DIRTY DOZEN BRASS BAND
Established 40 years ago in New Orleans and taking its name from a popular social club for African-American musicians, this seven-member ensemble has helped revitalize the brass tradition in New Orleans as well as export it around the world. A music machine that has guested on albums for David Bowie, Elvis Costello, Modest Mouse and the Dave Matthews Band, the Dirty Dozen offers genre-bending romps and high-octane performances. North Carolina up-and-coming funk act the Get Right Band opens. Thursday, Feb. 23, at 7:30 p.m. The Hamilton, 600 14th St. NW. Tickets are $25 to $30. Call 202-787-1000 or visit thehamiltondc.com.

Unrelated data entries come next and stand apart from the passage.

//! CLI module for the Easel constant tooling
//!
//! ## Commands
//!
//! - `get <NAME>` - Print the value bound to one constant
//! - `list [--category <SLUG>]` - List public constants in table order
//! - `check` - Rebuild and validate the constant table
//! - `reference [--out <PATH>]` - Generate the Markdown constant reference
//!
//! ## Design
//!
//! The CLI uses clap for argument parsing with derive macros.
//! Command functions return `CliResult<T>` instead of calling `process::exit`.
//! Only the top-level `run()` function handles errors and exits.

// Enforce explicit error handling - no panicking in production code
#![deny(clippy::unwrap_used)]
#![deny(clippy::expect_used)]

pub mod commands;

use std::fmt;
use std::path::PathBuf;
use std::process;

use clap::{Parser, Subcommand};

use crate::reference::DEFAULT_REFERENCE_PATH;
use crate::version::EASEL_VERSION;

// ============================================================================
// CLI Error handling
// ============================================================================

/// Exit code for CLI operations.
#[derive(Debug, Clone, Copy, PartialEq, Eq)]
pub struct ExitCode(pub i32);

impl ExitCode {
    pub const SUCCESS: ExitCode = ExitCode(0);
    pub const FAILURE: ExitCode = ExitCode(1);
}

/// Error type for CLI operations.
///
/// Contains a user-facing message and an exit code. The CLI entry point
/// catches these errors, prints the message, and exits with the code.
#[derive(Debug)]
pub struct CliError {
    /// User-facing error message (already formatted for display)
    pub message: String,
    /// Exit code to return to the shell
    pub exit_code: ExitCode,
}

impl CliError {
    /// Create a new CLI error with a message and exit code.
    pub fn new(message: impl Into<String>, exit_code: ExitCode) -> Self {
        Self {
            message: message.into(),
            exit_code,
        }
    }

    /// Create a failure error (exit code 1).
    pub fn failure(message: impl Into<String>) -> Self {
        Self::new(message, ExitCode::FAILURE)
    }
}

impl fmt::Display for CliError {
    fn fmt(&self, f: &mut fmt::Formatter<'_>) -> fmt::Result {
        write!(f, "{}", self.message)
    }
}

impl std::error::Error for CliError {}

/// Result type for CLI operations.
pub type CliResult<T> = Result<T, CliError>;

// ============================================================================
// Clap CLI definition
// ============================================================================

/// Inspect the Easel symbolic-constant registry
#[derive(Parser, Debug)]
#[command(name = "easel")]
#[command(version = EASEL_VERSION)]
#[command(about = "Inspect the Easel symbolic-constant registry", long_about = None)]
pub struct Cli {
    #[command(subcommand)]
    pub command: Command,
}

#[derive(Subcommand, Debug)]
pub enum Command {
    /// Print the value bound to a constant
    Get {
        /// Constant name (case-sensitive, e.g. RADIANS)
        #[arg(value_name = "NAME")]
        name: String,
        /// Emit JSON instead of text
        #[arg(long)]
        json: bool,
    },

    /// List public constants in table order
    List {
        /// Only list one category (e.g. blend-mode)
        #[arg(short, long, value_name = "SLUG")]
        category: Option<String>,
        /// Emit JSON instead of text
        #[arg(long)]
        json: bool,
    },

    /// Rebuild the constant table and report any defect
    Check,

    /// Generate the Markdown constant reference
    Reference {
        /// Output file
        #[arg(short, long, value_name = "PATH", default_value = DEFAULT_REFERENCE_PATH)]
        out: PathBuf,
        /// Only render these categories, in the given order
        #[arg(short, long = "category", value_name = "SLUG")]
        categories: Vec<String>,
        /// Omit the description column
        #[arg(long)]
        no_descriptions: bool,
        /// Omit the alias table
        #[arg(long)]
        no_aliases: bool,
    },
}

// ============================================================================
// CLI entry point
// ============================================================================

/// Main CLI entry point.
///
/// This is the only place where `process::exit` is called. All command
/// implementations return `CliResult` and errors are handled here.
pub fn run() {
    let cli = Cli::parse();

    match execute(cli) {
        Ok(exit_code) => {
            if exit_code.0 != 0 {
                process::exit(exit_code.0);
            }
        }
        Err(e) => {
            if !e.message.is_empty() {
                eprintln!("{}", e.message);
            }
            process::exit(e.exit_code.0);
        }
    }
}

/// Execute the CLI command and return result.
fn execute(cli: Cli) -> CliResult<ExitCode> {
    match cli.command {
        Command::Get { name, json } => commands::get_constant(&name, json),
        Command::List { category, json } => commands::list_constants(category.as_deref(), json),
        Command::Check => commands::check_registry(),
        Command::Reference {
            out,
            categories,
            no_descriptions,
            no_aliases,
        } => commands::generate_reference(&out, &categories, !no_descriptions, !no_aliases),
    }
}

// ============================================================================
// Tests
// ============================================================================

Roz White and Doug Brown take on D.L. Coburn's play, which the New York Times called a "thoroughly entertaining lesson in the fine art of theatrical finesse." Thomas W. Jones II directs. To March 12. MetroStage, 1201 North Royal St., Alexandria. Tickets are $55 to $60. Call 800-494-8497 or visit metrostage.org.
HILARY HAHN WITH THE NSO
The Grammy-winning soloist, considered one of the greatest of her generation, performs Mendelssohn's Violin Concerto in E Minor in a program conducted by Cornelius Meister that also includes fantasy-influenced works by Dvorak, Janacek and Richard Strauss. Hahn will sign CDs afterwards in the Grand Foyer. Thursday, Feb. 16, at 7 p.m., and Friday, Feb. 17 and Saturday, Feb. 18, at 8 p.m. Kennedy Center Concert Hall. Tickets are $15 to $89. Call 202-467-4600 or visit kennedy-center.org.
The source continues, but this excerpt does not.